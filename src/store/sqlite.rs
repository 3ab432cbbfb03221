//! SQLite-backed store
//!
//! Single connection behind a mutex; every operation runs one statement or
//! one implicit transaction, so a returned `Ok` means the write is durable.

use super::{Character, ChatStore, ConversationTurn, SessionSummary};
use crate::error::{ChatError, Result};
use async_trait::async_trait;
use chrono::{DateTime, Utc};
use rusqlite::{params, Connection, ErrorCode, OptionalExtension, Row};
use std::path::Path;
use std::sync::Mutex;

pub struct SqliteStore {
    conn: Mutex<Connection>,
}

impl SqliteStore {
    pub fn open<P: AsRef<Path>>(path: P) -> Result<Self> {
        let conn = Connection::open(path)?;
        let store = Self {
            conn: Mutex::new(conn),
        };
        store.ensure_schema()?;
        Ok(store)
    }

    /// Private throwaway database, used by tests and ephemeral runs.
    pub fn open_in_memory() -> Result<Self> {
        let conn = Connection::open_in_memory()?;
        let store = Self {
            conn: Mutex::new(conn),
        };
        store.ensure_schema()?;
        Ok(store)
    }

    fn lock_conn(&self) -> Result<std::sync::MutexGuard<'_, Connection>> {
        self.conn
            .lock()
            .map_err(|_| ChatError::Storage("database mutex poisoned".to_string()))
    }

    fn ensure_schema(&self) -> Result<()> {
        let conn = self.lock_conn()?;
        conn.execute_batch(
            r#"
            PRAGMA journal_mode = WAL;
            PRAGMA synchronous = NORMAL;
            PRAGMA foreign_keys = ON;
            "#,
        )?;
        conn.execute_batch(
            r#"
            CREATE TABLE IF NOT EXISTS characters (
                id              INTEGER PRIMARY KEY,
                name            TEXT NOT NULL UNIQUE,
                description     TEXT NOT NULL,
                prompt_template TEXT NOT NULL
            );

            CREATE TABLE IF NOT EXISTS conversations (
                id            INTEGER PRIMARY KEY,
                character_id  INTEGER NOT NULL REFERENCES characters(id),
                user_id       INTEGER NOT NULL,
                session_id    TEXT,
                user_input    TEXT,
                bot_response  TEXT NOT NULL,
                timestamp     TEXT NOT NULL
            );

            CREATE INDEX IF NOT EXISTS idx_conversations_session
                ON conversations(session_id);
            CREATE INDEX IF NOT EXISTS idx_conversations_user
                ON conversations(user_id);
            "#,
        )?;
        tracing::debug!("[SqliteStore] Schema ensured");
        Ok(())
    }
}

fn column_ts(row: &Row<'_>, idx: usize) -> rusqlite::Result<DateTime<Utc>> {
    let raw: String = row.get(idx)?;
    DateTime::parse_from_rfc3339(&raw)
        .map(|dt| dt.with_timezone(&Utc))
        .map_err(|e| {
            rusqlite::Error::FromSqlConversionFailure(idx, rusqlite::types::Type::Text, Box::new(e))
        })
}

fn map_turn(row: &Row<'_>) -> rusqlite::Result<ConversationTurn> {
    Ok(ConversationTurn {
        id: row.get(0)?,
        character_id: row.get(1)?,
        user_id: row.get(2)?,
        session_id: row.get(3)?,
        user_input: row.get(4)?,
        bot_response: row.get(5)?,
        timestamp: column_ts(row, 6)?,
    })
}

const TURN_COLUMNS: &str =
    "id, character_id, user_id, session_id, user_input, bot_response, timestamp";

#[async_trait]
impl ChatStore for SqliteStore {
    async fn create_character(
        &self,
        name: &str,
        description: &str,
        prompt_template: &str,
    ) -> Result<Character> {
        let conn = self.lock_conn()?;
        let inserted = conn.execute(
            "INSERT INTO characters (name, description, prompt_template) VALUES (?1, ?2, ?3)",
            params![name, description, prompt_template],
        );
        match inserted {
            Ok(_) => {
                let id = conn.last_insert_rowid();
                tracing::info!("[SqliteStore] Created character '{}' (id {})", name, id);
                Ok(Character {
                    id,
                    name: name.to_string(),
                    description: description.to_string(),
                    prompt_template: prompt_template.to_string(),
                })
            }
            Err(e) if e.sqlite_error_code() == Some(ErrorCode::ConstraintViolation) => {
                Err(ChatError::DuplicateName(name.to_string()))
            }
            Err(e) => Err(e.into()),
        }
    }

    async fn character_by_name(&self, name: &str) -> Result<Option<Character>> {
        let conn = self.lock_conn()?;
        let character = conn
            .query_row(
                "SELECT id, name, description, prompt_template
                 FROM characters WHERE name = ?1",
                params![name],
                |row| {
                    Ok(Character {
                        id: row.get(0)?,
                        name: row.get(1)?,
                        description: row.get(2)?,
                        prompt_template: row.get(3)?,
                    })
                },
            )
            .optional()?;
        Ok(character)
    }

    async fn character_by_id(&self, id: i64) -> Result<Option<Character>> {
        let conn = self.lock_conn()?;
        let character = conn
            .query_row(
                "SELECT id, name, description, prompt_template
                 FROM characters WHERE id = ?1",
                params![id],
                |row| {
                    Ok(Character {
                        id: row.get(0)?,
                        name: row.get(1)?,
                        description: row.get(2)?,
                        prompt_template: row.get(3)?,
                    })
                },
            )
            .optional()?;
        Ok(character)
    }

    async fn list_characters(&self) -> Result<Vec<Character>> {
        let conn = self.lock_conn()?;
        let mut stmt = conn.prepare(
            "SELECT id, name, description, prompt_template
             FROM characters ORDER BY name",
        )?;
        let characters = stmt
            .query_map([], |row| {
                Ok(Character {
                    id: row.get(0)?,
                    name: row.get(1)?,
                    description: row.get(2)?,
                    prompt_template: row.get(3)?,
                })
            })?
            .collect::<rusqlite::Result<Vec<_>>>()?;
        Ok(characters)
    }

    async fn append_turn(
        &self,
        character_id: i64,
        user_id: i64,
        session_id: Option<&str>,
        user_input: Option<&str>,
        bot_response: &str,
    ) -> Result<ConversationTurn> {
        let timestamp = Utc::now();
        let conn = self.lock_conn()?;
        conn.execute(
            "INSERT INTO conversations
                 (character_id, user_id, session_id, user_input, bot_response, timestamp)
             VALUES (?1, ?2, ?3, ?4, ?5, ?6)",
            params![
                character_id,
                user_id,
                session_id,
                user_input,
                bot_response,
                timestamp.to_rfc3339(),
            ],
        )?;
        let id = conn.last_insert_rowid();
        tracing::debug!(
            "[SqliteStore] Appended turn {} (session {:?}, user {})",
            id,
            session_id,
            user_id
        );
        Ok(ConversationTurn {
            id,
            character_id,
            user_id,
            session_id: session_id.map(str::to_string),
            user_input: user_input.map(str::to_string),
            bot_response: bot_response.to_string(),
            timestamp,
        })
    }

    async fn turns_by_session(&self, session_id: &str) -> Result<Vec<ConversationTurn>> {
        let conn = self.lock_conn()?;
        let mut stmt = conn.prepare(&format!(
            "SELECT {TURN_COLUMNS} FROM conversations
             WHERE session_id = ?1 ORDER BY timestamp, id"
        ))?;
        let turns = stmt
            .query_map(params![session_id], map_turn)?
            .collect::<rusqlite::Result<Vec<_>>>()?;
        Ok(turns)
    }

    async fn turns_by_user(&self, user_id: i64) -> Result<Vec<ConversationTurn>> {
        let conn = self.lock_conn()?;
        let mut stmt = conn.prepare(&format!(
            "SELECT {TURN_COLUMNS} FROM conversations
             WHERE user_id = ?1 ORDER BY timestamp, id"
        ))?;
        let turns = stmt
            .query_map(params![user_id], map_turn)?
            .collect::<rusqlite::Result<Vec<_>>>()?;
        Ok(turns)
    }

    async fn session_summaries(&self) -> Result<Vec<SessionSummary>> {
        let conn = self.lock_conn()?;
        let mut stmt = conn.prepare(
            "SELECT c.session_id, ch.name, MIN(c.timestamp), COUNT(c.id)
             FROM conversations c
             JOIN characters ch ON c.character_id = ch.id
             WHERE c.session_id IS NOT NULL
             GROUP BY c.session_id, ch.name
             ORDER BY MIN(c.timestamp) DESC",
        )?;
        let summaries = stmt
            .query_map([], |row| {
                Ok(SessionSummary {
                    session_id: row.get(0)?,
                    character_name: row.get(1)?,
                    first_timestamp: column_ts(row, 2)?,
                    turn_count: row.get(3)?,
                })
            })?
            .collect::<rusqlite::Result<Vec<_>>>()?;
        Ok(summaries)
    }
}

#[cfg(test)]
mod tests {
    use super::*;

    async fn store_with_character() -> (SqliteStore, Character) {
        let store = SqliteStore::open_in_memory().unwrap();
        let character = store
            .create_character("Sarcastic Pirate", "A pirate with a sharp tongue.", "You are a pirate.")
            .await
            .unwrap();
        (store, character)
    }

    #[tokio::test]
    async fn create_then_lookup_round_trips() {
        let (store, created) = store_with_character().await;
        let found = store
            .character_by_name("Sarcastic Pirate")
            .await
            .unwrap()
            .expect("character should exist");
        assert_eq!(found.id, created.id);
        assert_eq!(found.description, "A pirate with a sharp tongue.");
        assert_eq!(found.prompt_template, "You are a pirate.");
    }

    #[tokio::test]
    async fn duplicate_name_is_rejected_without_write() {
        let (store, _) = store_with_character().await;
        let err = store
            .create_character("Sarcastic Pirate", "impostor", "template")
            .await
            .unwrap_err();
        assert!(matches!(err, ChatError::DuplicateName(name) if name == "Sarcastic Pirate"));
        assert_eq!(store.list_characters().await.unwrap().len(), 1);
    }

    #[tokio::test]
    async fn duplicate_check_is_case_sensitive() {
        let (store, _) = store_with_character().await;
        store
            .create_character("sarcastic pirate", "lowercase twin", "template")
            .await
            .unwrap();
        assert_eq!(store.list_characters().await.unwrap().len(), 2);
    }

    #[tokio::test]
    async fn lookup_of_unknown_name_is_none() {
        let store = SqliteStore::open_in_memory().unwrap();
        assert!(store.character_by_name("Nobody").await.unwrap().is_none());
    }

    #[tokio::test]
    async fn turns_by_session_come_back_in_insertion_order() {
        let (store, character) = store_with_character().await;
        for i in 0..3 {
            store
                .append_turn(
                    character.id,
                    1,
                    Some("s-1"),
                    Some(&format!("msg {i}")),
                    &format!("reply {i}"),
                )
                .await
                .unwrap();
        }
        let turns = store.turns_by_session("s-1").await.unwrap();
        assert_eq!(turns.len(), 3);
        assert_eq!(turns[0].user_input.as_deref(), Some("msg 0"));
        assert_eq!(turns[2].bot_response, "reply 2");
        assert!(turns.windows(2).all(|w| w[0].timestamp <= w[1].timestamp));
    }

    #[tokio::test]
    async fn turns_by_user_span_sessions() {
        let (store, character) = store_with_character().await;
        store
            .append_turn(character.id, 7, Some("s-a"), Some("a"), "ra")
            .await
            .unwrap();
        store
            .append_turn(character.id, 7, Some("s-b"), Some("b"), "rb")
            .await
            .unwrap();
        store
            .append_turn(character.id, 8, Some("s-a"), Some("other"), "ro")
            .await
            .unwrap();

        let turns = store.turns_by_user(7).await.unwrap();
        assert_eq!(turns.len(), 2);
        assert_eq!(turns[0].session_id.as_deref(), Some("s-a"));
        assert_eq!(turns[1].session_id.as_deref(), Some("s-b"));
    }

    #[tokio::test]
    async fn summaries_group_and_count_per_session() {
        let (store, character) = store_with_character().await;
        let first = store
            .append_turn(character.id, 1, Some("s-1"), Some("a"), "ra")
            .await
            .unwrap();
        store
            .append_turn(character.id, 1, Some("s-1"), Some("b"), "rb")
            .await
            .unwrap();
        store
            .append_turn(character.id, 1, Some("s-2"), Some("c"), "rc")
            .await
            .unwrap();
        // Legacy row without a session id never shows up in summaries.
        store
            .append_turn(character.id, 1, None, Some("d"), "rd")
            .await
            .unwrap();

        let summaries = store.session_summaries().await.unwrap();
        assert_eq!(summaries.len(), 2);
        let s1 = summaries
            .iter()
            .find(|s| s.session_id == "s-1")
            .expect("s-1 summarized");
        assert_eq!(s1.turn_count, 2);
        assert_eq!(s1.character_name, "Sarcastic Pirate");
        assert_eq!(s1.first_timestamp, first.timestamp);
    }
}
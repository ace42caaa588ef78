//! TreeEngine - the per-visual session.
//!
//! Owns everything that outlives a single call: the current hierarchy, the
//! render id table, visibility state, the committed rendered set and the hit
//! test index. Every entry point runs to completion synchronously; a pass
//! either fully succeeds or leaves the session untouched.

use std::collections::HashMap;

use log::{debug, warn};

use crate::config::{TreeConfig, Viewport};
use crate::error::StructuralError;
use crate::hierarchy::{Columns, Hierarchy, NodeIndex, RenderId, RenderIds};
use crate::layout::TidyTreeLayout;
use crate::render::{
    Position, Reconciler, RenderPass, RenderedSet, TransitionSource, VisibilityState, VisibleNode,
    VisibleTree,
};
use crate::spatial::SpatialIndex;

/// The tree visual's engine.
///
/// This struct manages:
/// - The stratified hierarchy, rebuilt on every data update
/// - Stable render ids keyed by identifier
/// - Expanded/collapsed state keyed by render id
/// - The committed rendered set and its spatial index
pub struct TreeEngine {
    config: TreeConfig,
    layout: TidyTreeLayout,
    reconciler: Reconciler,

    /// Last successfully stratified tree.
    hierarchy: Option<Hierarchy>,

    /// Identifier → render id, never reusing an id.
    ids: RenderIds,

    /// Render ids of the current hierarchy's nodes.
    render_id_of: HashMap<NodeIndex, RenderId>,

    /// Reverse of `render_id_of`.
    index_of: HashMap<RenderId, NodeIndex>,

    visibility: VisibilityState,
    rendered: RenderedSet,

    /// Hit testing over committed positions.
    spatial: SpatialIndex,

    /// Inner drawing area of the last accepted update.
    area: Option<Viewport>,
}

impl TreeEngine {
    pub fn new(config: TreeConfig) -> Self {
        Self {
            layout: TidyTreeLayout::new(config.tidy_tree()),
            reconciler: Reconciler::new(config.node_radius, config.duration_ms),
            config,
            hierarchy: None,
            ids: RenderIds::new(),
            render_id_of: HashMap::new(),
            index_of: HashMap::new(),
            visibility: VisibilityState::new(),
            rendered: RenderedSet::new(),
            spatial: SpatialIndex::new(),
            area: None,
        }
    }

    /// Rebuild the tree from new data and reconcile from the root.
    ///
    /// Returns `Ok(None)` when the viewport leaves no room to draw. On a
    /// structural error the previous tree and rendered set are kept.
    pub fn update(
        &mut self,
        columns: Columns,
        viewport: Viewport,
    ) -> Result<Option<RenderPass>, StructuralError> {
        let area = viewport.inner(&self.config.margin);
        if !area.is_drawable() {
            debug!(
                "skipping update: no drawable area in {}x{} viewport",
                viewport.width, viewport.height
            );
            return Ok(None);
        }

        let hierarchy = columns
            .into_records()
            .and_then(|records| Hierarchy::stratify(&records))
            .inspect_err(|err| warn!("rejecting tree data: {err}"))?;

        self.adopt(hierarchy);
        self.area = Some(area);

        // Fresh data grows out of the left-center of the canvas.
        let anchor = Position::new(area.height / 2.0, 0.0);
        let Some(root) = self.root_id() else {
            return Ok(None);
        };
        Ok(self.run_pass(root, anchor))
    }

    /// Toggle a node's children and reconcile from that node.
    ///
    /// Unknown ids, nodes that are not on screen and leaves are ignored.
    pub fn click(&mut self, id: RenderId) -> Option<RenderPass> {
        let Some(previous) = self.rendered.position_of(id) else {
            debug!("ignoring click on {id}: not rendered");
            return None;
        };
        let hierarchy = self.hierarchy.as_ref()?;
        let index = *self.index_of.get(&id)?;
        if !hierarchy.node(index).has_children() {
            debug!("ignoring click on {id}: no children");
            return None;
        }

        let expanded = self.visibility.toggle(id);
        debug!("{id} {}", if expanded { "expanded" } else { "collapsed" });
        self.run_pass(id, previous)
    }

    /// Hit test at a layout-space point and click whatever is there.
    pub fn click_at(&mut self, x: f32, y: f32) -> Option<RenderPass> {
        let id = self.node_at(x, y)?;
        self.click(id)
    }

    /// The rendered node within one node radius of a layout-space point.
    pub fn node_at(&self, x: f32, y: f32) -> Option<RenderId> {
        self.spatial.nearest_within(x, y, self.config.node_radius)
    }

    /// Render id currently assigned to `identifier`.
    pub fn render_id_of(&self, identifier: &str) -> Option<RenderId> {
        self.ids.get(identifier)
    }

    pub fn config(&self) -> &TreeConfig {
        &self.config
    }

    pub fn hierarchy(&self) -> Option<&Hierarchy> {
        self.hierarchy.as_ref()
    }

    pub fn visibility(&self) -> &VisibilityState {
        &self.visibility
    }

    pub fn rendered(&self) -> &RenderedSet {
        &self.rendered
    }

    /// Number of nodes in the data, visible or not.
    pub fn node_count(&self) -> usize {
        self.hierarchy.as_ref().map_or(0, Hierarchy::len)
    }

    /// Tear the session down to its initial state.
    pub fn clear(&mut self) {
        *self = Self::new(self.config.clone());
    }

    /// Install a freshly stratified tree, carrying ids and visibility over.
    fn adopt(&mut self, hierarchy: Hierarchy) {
        self.ids.retain(|identifier| hierarchy.contains(identifier));

        self.render_id_of.clear();
        self.index_of.clear();
        for index in hierarchy.preorder() {
            let id = self.ids.assign(&hierarchy.node(index).identifier);
            self.render_id_of.insert(index, id);
            self.index_of.insert(id, index);
        }

        let index_of = &self.index_of;
        self.visibility.retain(|id| {
            index_of
                .get(&id)
                .is_some_and(|&index| hierarchy.node(index).has_children())
        });

        self.hierarchy = Some(hierarchy);
    }

    fn root_id(&self) -> Option<RenderId> {
        let hierarchy = self.hierarchy.as_ref()?;
        self.render_id_of.get(&hierarchy.root()).copied()
    }

    /// Lay out the visible tree, reconcile it against the rendered set and
    /// commit.
    fn run_pass(&mut self, source: RenderId, previous: Position) -> Option<RenderPass> {
        let hierarchy = self.hierarchy.as_ref()?;
        let area = self.area?;

        let render_id_of = &self.render_id_of;
        let visibility = &self.visibility;
        let layout = self.layout.compute(hierarchy, area.height, |index| {
            render_id_of
                .get(&index)
                .is_none_or(|&id| visibility.is_expanded(id))
        });

        let nodes = layout
            .nodes()
            .iter()
            .filter_map(|placed| {
                let id = *render_id_of.get(&placed.node)?;
                let node = hierarchy.node(placed.node);
                let expandable = node.has_children();
                Some(VisibleNode {
                    id,
                    parent: placed.parent.and_then(|p| render_id_of.get(&p).copied()),
                    label: node.identifier.clone(),
                    value: node.value,
                    position: placed.position,
                    expandable,
                    collapsed: expandable && visibility.is_collapsed(id),
                })
            })
            .collect();
        let visible = VisibleTree::new(nodes);

        let source = TransitionSource {
            id: source,
            previous,
            current: visible.position_of(source).unwrap_or(previous),
        };
        let pass = self
            .reconciler
            .reconcile(&mut self.rendered, &visible, &source);

        self.spatial.rebuild(
            self.rendered
                .nodes()
                .map(|n| (n.id, n.position.x, n.position.y)),
        );

        debug!(
            "pass from {}: {} entering, {} updating, {} exiting",
            pass.source,
            pass.enter.nodes.len(),
            pass.update.nodes.len(),
            pass.exit.nodes.len()
        );
        Some(pass)
    }
}

impl Default for TreeEngine {
    fn default() -> Self {
        Self::new(TreeConfig::default())
    }
}
//! Edge records and the host's column input.
//!
//! The host delivers three parallel columns (parent, child, value). Each row
//! becomes one [`EdgeRecord`]; the child identifier defines a node and the
//! parent identifier attaches it to another row's node.

use serde::{Deserialize, Serialize};

use crate::error::StructuralError;

/// One row of the edge table.
#[derive(Debug, Clone, PartialEq, Serialize, Deserialize)]
pub struct EdgeRecord {
    /// Parent identifier. `None` (or empty) only for the root row.
    pub parent: Option<String>,
    /// Identifier of the node this row defines.
    pub child: String,
    /// Numeric value carried by the node.
    pub value: f64,
}

impl EdgeRecord {
    pub fn new(parent: Option<&str>, child: &str, value: f64) -> Self {
        Self {
            parent: parent.map(str::to_owned),
            child: child.to_owned(),
            value,
        }
    }

    /// The parent identifier, treating an empty string as absent.
    #[inline]
    pub fn parent_identifier(&self) -> Option<&str> {
        self.parent.as_deref().filter(|p| !p.is_empty())
    }
}

/// The host's categorical columns, zipped row-wise into records.
#[derive(Debug, Clone, Default, PartialEq, Serialize, Deserialize)]
#[serde(default)]
pub struct Columns {
    pub parents: Vec<Option<String>>,
    pub children: Vec<String>,
    pub values: Vec<f64>,
}

impl Columns {
    /// Zip the columns into records.
    ///
    /// Fails when the columns do not all have the same length.
    pub fn into_records(self) -> Result<Vec<EdgeRecord>, StructuralError> {
        let (parents, children, values) = (
            self.parents.len(),
            self.children.len(),
            self.values.len(),
        );
        if parents != children || children != values {
            return Err(StructuralError::ColumnLengthMismatch {
                parents,
                children,
                values,
            });
        }

        Ok(self
            .parents
            .into_iter()
            .zip(self.children)
            .zip(self.values)
            .map(|((parent, child), value)| EdgeRecord {
                parent,
                child,
                value,
            })
            .collect())
    }
}

impl From<&[EdgeRecord]> for Columns {
    fn from(records: &[EdgeRecord]) -> Self {
        Self {
            parents: records.iter().map(|r| r.parent.clone()).collect(),
            children: records.iter().map(|r| r.child.clone()).collect(),
            values: records.iter().map(|r| r.value).collect(),
        }
    }
}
^^^^
Taking the records from the top, repeat each line exactly until you have repeated the line that contains "pub struct SqliteStore".

filename src/store/sqlite.rs
repository 3ab432cbbfb03221
//! SQLite-backed store
//!
//! Single connection behind a mutex; every operation runs one statement or
//! one implicit transaction, so a returned `Ok` means the write is durable.

use super::{Character, ChatStore, ConversationTurn, SessionSummary};
use crate::error::{ChatError, Result};
use async_trait::async_trait;
use chrono::{DateTime, Utc};
use rusqlite::{params, Connection, ErrorCode, OptionalExtension, Row};
use std::path::Path;
use std::sync::Mutex;

pub struct SqliteStore {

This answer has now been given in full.